Date and Place: Thursdays and hybrid (live in 32-349/online via Zoom). For detailed dates see below!

Content

In the Scientific Computing Seminar we host talks of guests and members of the SciComp team as well as students of mathematics, computer science and engineering. Everybody interested in the topics is welcome.

List of Talks

Event Information:

  • Thu
    22
    Nov
    2018

    SC Seminar: Simon Extra

    11:30SC Seminar Room 32-349

    Simon Extra, Brandenburg University of Technology Cottbus-Senftenberg

    Title:
    Preliminary Core Engine Design by Cascaded Optimization Processes

    Abstract:

    Design of aero engines is a rather complex process using sophisticated software tools for obtaining optimal performance. Several projects involving the application of optimization tools to aero engine design have been undertaken to improve the design workflow. Most of these projects, however, focused on the optimal design of a specific component of the core engine only, where processes for compressor, combustor and turbine were based on proven preliminary design tools and yielded convincing results and improvements. This reflects the current engine design approach where optimization of components is performed separately by teams of specialists.
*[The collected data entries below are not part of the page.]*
//! Data types produced by the aggregation step.

use chrono::{DateTime, Utc};
use serde::Serialize;

use crate::cleaner::CleanStats;

/// One distinct value and how many rows carry it.
#[derive(Debug, Clone, PartialEq, Eq, Serialize)]
pub struct CountEntry {
    pub value: String,
    pub count: usize,
}

/// Frequency list for one categorical column, most frequent first.
#[derive(Debug, Clone, PartialEq, Eq, Serialize)]
pub struct CountResult {
    pub column: String,
    /// Rows counted before truncation.
    pub total: usize,
    pub entries: Vec<CountEntry>,
}

impl CountResult {
    pub fn is_empty(&self) -> bool {
        self.entries.is_empty()
    }

    /// Count for `value`, zero when it is absent or was truncated away.
    pub fn count_of(&self, value: &str) -> usize {
        self.entries
            .iter()
            .find(|e| e.value == value)
            .map_or(0, |e| e.count)
    }

    /// Share of `count` within the whole column, as a percentage.
    pub fn pct(&self, count: usize) -> f64 {
        if self.total == 0 {
            0.0
        } else {
            (count as f64 / self.total as f64) * 100.0
        }
    }
}

/// The four frequency lists shown in a report.
#[derive(Debug, Clone, PartialEq, Eq, Serialize)]
pub struct Aggregates {
    pub sectors: CountResult,
    pub regions: CountResult,
    pub size_categories: CountResult,
    pub countries: CountResult,
}

/// Descriptive statistics for one column.
#[derive(Debug, Clone, PartialEq, Serialize)]
pub struct ColumnSummary {
    pub column: String,
    pub count: usize,
    pub stats: ColumnStats,
}

#[derive(Debug, Clone, PartialEq, Serialize)]
#[serde(tag = "kind", rename_all = "snake_case")]
pub enum ColumnStats {
    Categorical {
        unique: usize,
        top: Option<String>,
        freq: Option<usize>,
    },
    Numeric {
        mean: f64,
        std: Option<f64>,
        min: f64,
        q25: f64,
        q50: f64,
        q75: f64,
        max: f64,
    },
}

/// Machine-readable run summary, written next to the rendered report.
#[derive(Debug, Serialize)]
pub struct AnalysisSummary {
    pub generated_at: DateTime<Utc>,
    pub source: Option<String>,
    pub clean: CleanStats,
    pub aggregates: Aggregates,
}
Interfaces between the components are defined by an initial performance calculation and fixed throughout component optimization. This restricts the design space substantially and provides no information about the quality of the interface definitions used.
    To overcome these limitations, the design space has to be extended and a coupled method for preliminary core engine design has to be used: Such an approach will be proposed and discussed in the presentation. It is based on collaborative optimization (CO) which allows a separate optimization of all component, whilst still observing overall optimization goals for the core engine. The strategy influences the interfaces between the components and coordinates the subtasks through a global optimizer to enforce a consistent, optimal solution. The subtasks use the component optimization processes already developed and tested, which had to be modified for implementing and coupling them in an overall automated optimization process.